Buck walked to the kitchen and grabbed a bottle of water from the refrigerator, then walked to the front door. As he reached to open the door, he noticed something, the kind of thing perhaps only a career CIA operative would notice. At the end of the stone walkway, his eye cast right. Snow was falling heavily, but he still noticed it. Across the street, down several houses, the dark steel outline of a black SUV, steam quietly rising from the tailpipe into the cold air.
Buck grabbed the SIG M26 semiautomatic handgun from the bag, then stepped through the kitchen, opened the back door, and sprinted across the lawn to the back fence, then along the back of the fence to the neighbor’s yard, ducking behind a boxwood hedge.
From behind the hedge, Buck marked two men, moving quickly between his neighbor’s house and the house two doors down from him. Their dark outlines were shrouded in snow as they moved.
He raised his weapon, cocked to fire, but held.
He remained silent, still, waiting and watching as the men passed behind his neighbor’s house. He had a clear shot at the men. But he didn’t shoot. He knew that killing them would not help him, not right now anyway. He needed time, not the possibility of a screaming neighbor. He watched as the two large men moved stealthily along the back wall of his home.
/>
Savoy moved to the corner of the house, where he looked into the window. Signaling to Marks, they got down on their knees and crawled beneath the window, to a door that led to a dimly lit room, which they saw was the kitchen.

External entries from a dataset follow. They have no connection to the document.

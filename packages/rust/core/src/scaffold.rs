//! `contractgen init`: write the stock clause bundle, legal texts and master
//! template so a fresh checkout can generate immediately.

use std::path::PathBuf;

use serde::Serialize;
use tracing::{debug, info, instrument};

use contractgen_clauses::bundle::{default_clauses, default_legal_frameworks};
use contractgen_shared::{ContractGenError, PathsConfig, Result};

/// What [`init_assets`] wrote.
#[derive(Debug, Clone, Default, Serialize)]
pub struct ScaffoldReport {
    pub clauses_written: usize,
    pub legal_written: usize,
    /// Set when the master template was written.
    pub template: Option<PathBuf>,
    pub output_dir: PathBuf,
}

/// Populate the configured directories. Existing files are kept unless
/// `overwrite` is set.
#[instrument(skip_all, fields(overwrite = overwrite))]
pub fn init_assets(paths: &PathsConfig, overwrite: bool) -> Result<ScaffoldReport> {
    let clauses_written = default_clauses().write_to(&paths.clause_dir, overwrite)?;
    let legal_written = default_legal_frameworks().write_to(&paths.legal_dir, overwrite)?;

    let template_path = &paths.template_path;
    let template = if template_path.exists() && !overwrite {
        debug!(path = %template_path.display(), "template exists, keeping");
        None
    } else {
        if let Some(parent) = template_path.parent() {
            if !parent.as_os_str().is_empty() {
                std::fs::create_dir_all(parent).map_err(|e| ContractGenError::io(parent, e))?;
            }
        }
        let bytes = contractgen_docx::template::default_template()?;
        std::fs::write(template_path, bytes).map_err(|e| ContractGenError::io(template_path, e))?;
        Some(template_path.clone())
    };

    std::fs::create_dir_all(&paths.output_dir)
        .map_err(|e| ContractGenError::io(&paths.output_dir, e))?;

    info!(clauses_written, legal_written, template = template.is_some(), "assets initialized");
    Ok(ScaffoldReport {
        clauses_written,
        legal_written,
        template,
        output_dir: paths.output_dir.clone(),
    })
}

#[cfg(test)]
mod tests {
    use super::*;
    use contractgen_clauses::{ClauseStore, FsClauseStore};

    fn paths() -> PathsConfig {
        let root = std::env::temp_dir().join(format!("contractgen-init-{}", uuid::Uuid::now_v7()));
        PathsConfig {
            clause_dir: root.join("clauses"),
            legal_dir: root.join("legal"),
            template_path: root.join("templates").join("master_contract.docx"),
            output_dir: root.join("generated"),
            database_path: root.join("contracts.db"),
        }
    }

    #[test]
    fn writes_everything_once() {
        let paths = paths();

        let first = init_assets(&paths, false).unwrap();
        assert!(first.clauses_written > 0);
        assert!(first.legal_written > 0);
        assert_eq!(first.template.as_deref(), Some(paths.template_path.as_path()));
        assert!(paths.output_dir.is_dir());

        let clauses = FsClauseStore::new(&paths.clause_dir);
        assert!(clauses.keys("it").contains(&"support".to_string()));
        let legal = FsClauseStore::new(&paths.legal_dir);
        assert!(legal.load("default").unwrap().is_some());
        contractgen_docx::load_template(&paths.template_path).unwrap();

        let second = init_assets(&paths, false).unwrap();
        assert_eq!(second.clauses_written, 0);
        assert_eq!(second.legal_written, 0);
        assert!(second.template.is_none());

        let forced = init_assets(&paths, true).unwrap();
        assert_eq!(forced.clauses_written, first.clauses_written);
        assert!(forced.template.is_some());
    }

    #[test]
    fn edited_clauses_survive_reinit() {
        let paths = paths();
        init_assets(&paths, false).unwrap();
        let file = paths.clause_dir.join("it").join("support.txt");
        std::fs::write(&file, "Custom support terms.").unwrap();

        init_assets(&paths, false).unwrap();
        assert_eq!(std::fs::read_to_string(&file).unwrap(), "Custom support terms.");
    }
}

The door was unlocked and Savoy slipped quickly inside the kitchen, followed by Marks. Weapons out, they moved quietly through the room. At the stairs, Marks signaled that he would go upstairs, while Savoy moved to the television room.
Upstairs, Marks moved rapidly, room by room, searching for Buck. In the master bedroom, he looked quickly at the photographs of Buck and his wife, sitting on the shelf of a bureau. On the desk, Marks noticed that the light was on, but the lamp shade was askew. He walked to the desk and opened the top drawer. It was empty. To the side of the desk, a silver frame lay on its side. He picked it up, but the photo had been removed.
In the master closet, the shelves were neatly stacked with clothing, except for one, which looked as if someone had ransacked through it.
Marks walked back downstairs. When he saw Savoy, he shook his head, indicating Buck wasn’t there.
After watching the men enter his house through the kitchen door, Buck moved in the opposite direction, through yard after yard, running to Halcyon. He emerged at the side of a brown ranch and came to the sidewalk.
Buck thought of the millions in his bank account and smiled to himself in anticipation. Sure, it would have been easier to just slip away, but far less memorable.
At the sidewalk, he took a left, stooping slightly and stepping at a casual pace down past the turnoff of Old Dominion, across the street. He crossed in front of darkened homes toward the back of the black Land Cruiser, now less than five houses away. He moved casually, just a man out for a late afternoon stroll. If he was lucky, there would be nobody in the vehicle. If there was someone in the vehicle, he hoped they wouldn’t be looking out the back window. Worst-case scenario, there would be someone, and he would look out the back window. In that case, he hoped they would believe it was just an older gentleman out for a stroll.